*Information*
□ □ □ □

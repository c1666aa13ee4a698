use async_trait::async_trait;

use super::types::LawList;
use crate::error::Result;

/// Default e-Gov law API (v2) endpoint
pub const DEFAULT_BASE_URL: &str = "https://laws.e-gov.go.jp/api/2";

/// Trait for sources of law texts
#[async_trait]
pub trait LawSource: Send + Sync {
    /// List every law registered under a category code
    async fn list_laws(&self, category_cd: &str) -> Result<LawList>;

    /// Fetch the full text of one law by law ID or law number
    async fn fetch_law_data(&self, key: &str) -> Result<serde_json::Value>;

    /// Get the base URL for this source
    fn base_url(&self) -> &str;
}

/// Client configuration
#[derive(Debug, Clone)]
pub struct ClientConfig {
    /// API root, e.g. `https://laws.e-gov.go.jp/api/2`
    pub base_url: String,
    /// Request timeout in seconds
    pub timeout: u64,
    /// User agent string
    pub user_agent: String,
}

impl Default for ClientConfig {
    fn default() -> Self {
        Self {
            base_url: DEFAULT_BASE_URL.to_string(),
            timeout: 60,
            user_agent: format!("taxlaw/{}", env!("CARGO_PKG_VERSION")),
        }
    }
}
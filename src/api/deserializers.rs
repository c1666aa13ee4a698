use serde::de::{DeserializeOwned, Error};
use serde::{Deserialize, Deserializer};
use serde_json::Value;

// Both helpers buffer through `Value` instead of an untagged enum so that
// numbers survive `serde_json/arbitrary_precision`.

/// Deserialize a field that can be either a single item or a vector, but can also be null/missing
pub fn single_or_vec_or_null<'de, T, D>(deserializer: D) -> Result<Option<Vec<T>>, D::Error>
where
    T: DeserializeOwned,
    D: Deserializer<'de>,
{
    let items = match Option::<Value>::deserialize(deserializer)? {
        None => return Ok(None),
        Some(Value::Array(items)) => items,
        Some(single) => vec![single],
    };

    items
        .into_iter()
        .map(|item| serde_json::from_value(item).map_err(D::Error::custom))
        .collect::<Result<Vec<T>, _>>()
        .map(Some)
}

/// Deserialize a count the API sends either as a number or as a numeric string.
/// Anything else is treated as unknown.
pub fn number_or_string<'de, D>(deserializer: D) -> Result<Option<u64>, D::Error>
where
    D: Deserializer<'de>,
{
    Ok(match Option::<Value>::deserialize(deserializer)? {
        Some(Value::Number(n)) => n.as_u64(),
        Some(Value::String(s)) => s.trim().parse().ok(),
        _ => None,
    })
}
use log::debug;

use crate::api::EgovClient;
use crate::cli::args::DownloadArgs;
use crate::config::{Config, DownloadConfig};
use crate::download::{Downloader, FixedDelay};
use crate::error::{Result, TaxlawError};
use crate::output;
use crate::progress::DownloadProgress;

/// Execute download command
pub async fn execute(args: DownloadArgs, quiet: bool) -> Result<()> {
    // Command line and environment win over the config file
    let file_config = Config::load()?;
    let settings = args.settings().or(&file_config.download);
    let config = DownloadConfig::resolve(settings, args.limit)?;
    debug!("Resolved download configuration: {:?}", config);

    let client = EgovClient::new(&config.client_config())?;
    let throttle = FixedDelay::new(config.sleep);
    let downloader =
        Downloader::new(client, throttle, config).with_progress(DownloadProgress::new(quiet));

    let report = downloader.run().await?;

    if !quiet || report.has_failures() {
        println!("{}", output::format_report(&report));
    }

    if args.strict && report.has_failures() {
        return Err(TaxlawError::PartialFailure {
            failed: report.failed_count(),
            total: report.total(),
        });
    }

    Ok(())
}
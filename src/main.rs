use std::io::IsTerminal as _;
use std::path::PathBuf;

use anyhow::Result;
use clap::Args;
use clap::Parser;
use clap::Subcommand;
use forksync::App;
use forksync::Config;
use forksync::config::ConfigLayer;
use forksync::ops::git::RealGit;
use tracing::level_filters::LevelFilter;

#[derive(Parser)]
#[command(name = "forksync")]
#[command(about = "Sync a fork of the Kubernetes image-builder repository with upstream", long_about = None)]
#[command(arg_required_else_help = true)]
pub struct Cli {
    /// Increase log verbosity (-v for info, -vv for debug)
    #[arg(short, long, action = clap::ArgAction::Count, global = true)]
    pub verbose: u8,

    #[command(subcommand)]
    pub command: Commands,
}

#[derive(Subcommand)]
pub enum Commands {
    /// Clone the fork, merge upstream into a branch and optionally push
    Sync {
        #[command(flatten)]
        config: ConfigArgs,
    },
    /// Print the effective configuration as JSON
    Config {
        #[command(flatten)]
        config: ConfigArgs,
    },
}

#[derive(Args)]
pub struct ConfigArgs {
    /// JSON config file; command-line flags take precedence over it
    #[arg(long)]
    pub config: Option<PathBuf>,
    /// Directory to clone into (defaults to a new temporary directory)
    #[arg(short, long)]
    pub target_dir: Option<PathBuf>,
    /// SSH private key used to clone, fetch and push
    #[arg(short = 'k', long)]
    pub ssh_key: Option<PathBuf>,
    /// Branch of the fork to check out and merge into
    #[arg(short, long)]
    pub branch: Option<String>,
    /// Push the result after merging
    #[arg(long, overrides_with = "no_push")]
    pub push: bool,
    /// Do not push, even if the config file asks for it
    #[arg(long, overrides_with = "push")]
    pub no_push: bool,
    /// SSH URL of the fork
    #[arg(long)]
    pub fork_url: Option<String>,
    /// URL of the upstream repository
    #[arg(long)]
    pub upstream_url: Option<String>,
    /// Upstream branch to merge (defaults to master)
    #[arg(long)]
    pub upstream_branch: Option<String>,
    /// Remote to push to (defaults to origin)
    #[arg(long)]
    pub push_remote: Option<String>,
    /// Branch to push (defaults to master)
    #[arg(long)]
    pub push_branch: Option<String>,
    /// Committer name written to the clone's git config
    #[arg(long)]
    pub git_username: Option<String>,
    /// Committer email written to the clone's git config
    #[arg(long)]
    pub git_email: Option<String>,
}

impl ConfigArgs {
    fn load(self) -> Result<Config> {
        let file = match &self.config {
            Some(path) => ConfigLayer::load(path)?,
            None => ConfigLayer::default(),
        };
        let cli = ConfigLayer {
            target_dir: self.target_dir,
            ssh_key_path: self.ssh_key,
            git_branch: self.branch,
            push_to_github: push_override(self.push, self.no_push),
            fork_url: self.fork_url,
            upstream_url: self.upstream_url,
            upstream_branch: self.upstream_branch,
            push_remote: self.push_remote,
            push_branch: self.push_branch,
            git_username: self.git_username,
            git_email: self.git_email,
        };
        Ok(Config::from_layers([file, cli])?)
    }
}

/// Whichever of `--push` / `--no-push` came last, if either was given.
fn push_override(push: bool, no_push: bool) -> Option<bool> {
    match (push, no_push) {
        (true, _) => Some(true),
        (_, true) => Some(false),
        _ => None,
    }
}

fn setup_logging(verbose: u8) -> Result<()> {
    let default_level = match verbose {
        0 => LevelFilter::WARN,
        1 => LevelFilter::INFO,
        _ => LevelFilter::DEBUG,
    };
    let timer = tracing_subscriber::fmt::time::ChronoLocal::new("%H:%M:%S%.3f".into());
    let filter = tracing_subscriber::EnvFilter::builder()
        .with_default_directive(default_level.into())
        .from_env()?;
    tracing_subscriber::fmt()
        .with_timer(timer)
        .with_env_filter(filter)
        .with_writer(std::io::stderr)
        .init();
    Ok(())
}

#[tokio::main(flavor = "current_thread")]
async fn main() -> Result<()> {
    let cli = Cli::parse();
    setup_logging(cli.verbose)?;

    if !std::io::stdout().is_terminal() {
        colored::control::set_override(false);
    }

    match cli.command {
        Commands::Sync { config } => {
            let app = App::new(config.load()?, RealGit::new());
            app.cmd_sync(&mut std::io::stdout()).await?;
        }
        Commands::Config { config } => {
            let app = App::new(config.load()?, RealGit::new());
            app.cmd_config(&mut std::io::stdout())?;
        }
    }

    Ok(())
}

□ □ □ □

*Exercise instructions*
Once you find the line with "pub struct ConfigArgs" in the entries above, output it and each line after it up to and including the line with "Ok(Config::from_layers([file, cli])?)", and nothing else.

*Written answer*
pub struct ConfigArgs {
    /// JSON config file; command-line flags take precedence over it
    #[arg(long)]
    pub config: Option<PathBuf>,
    /// Directory to clone into (defaults to a new temporary directory)
    #[arg(short, long)]
    pub target_dir: Option<PathBuf>,
    /// SSH private key used to clone, fetch and push
    #[arg(short = 'k', long)]
    pub ssh_key: Option<PathBuf>,
    /// Branch of the fork to check out and merge into
    #[arg(short, long)]
    pub branch: Option<String>,
    /// Push the result after merging
    #[arg(long, overrides_with = "no_push")]
    pub push: bool,
    /// Do not push, even if the config file asks for it
    #[arg(long, overrides_with = "push")]
    pub no_push: bool,
    /// SSH URL of the fork
    #[arg(long)]
    pub fork_url: Option<String>,
    /// URL of the upstream repository
    #[arg(long)]
    pub upstream_url: Option<String>,
    /// Upstream branch to merge (defaults to master)
    #[arg(long)]
    pub upstream_branch: Option<String>,
    /// Remote to push to (defaults to origin)
    #[arg(long)]
    pub push_remote: Option<String>,
    /// Branch to push (defaults to master)
    #[arg(long)]
    pub push_branch: Option<String>,
    /// Committer name written to the clone's git config
    #[arg(long)]
    pub git_username: Option<String>,
    /// Committer email written to the clone's git config
    #[arg(long)]
    pub git_email: Option<String>,
}

impl ConfigArgs {
    fn load(self) -> Result<Config> {
        let file = match &self.config {
            Some(path) => ConfigLayer::load(path)?,
            None => ConfigLayer::default(),
        };
        let cli = ConfigLayer {
            target_dir: self.target_dir,
            ssh_key_path: self.ssh_key,
            git_branch: self.branch,
            push_to_github: push_override(self.push, self.no_push),
            fork_url: self.fork_url,
            upstream_url: self.upstream_url,
            upstream_branch: self.upstream_branch,
            push_remote: self.push_remote,
            push_branch: self.push_branch,
            git_username: self.git_username,
            git_email: self.git_email,
        };
        Ok(Config::from_layers([file, cli])?)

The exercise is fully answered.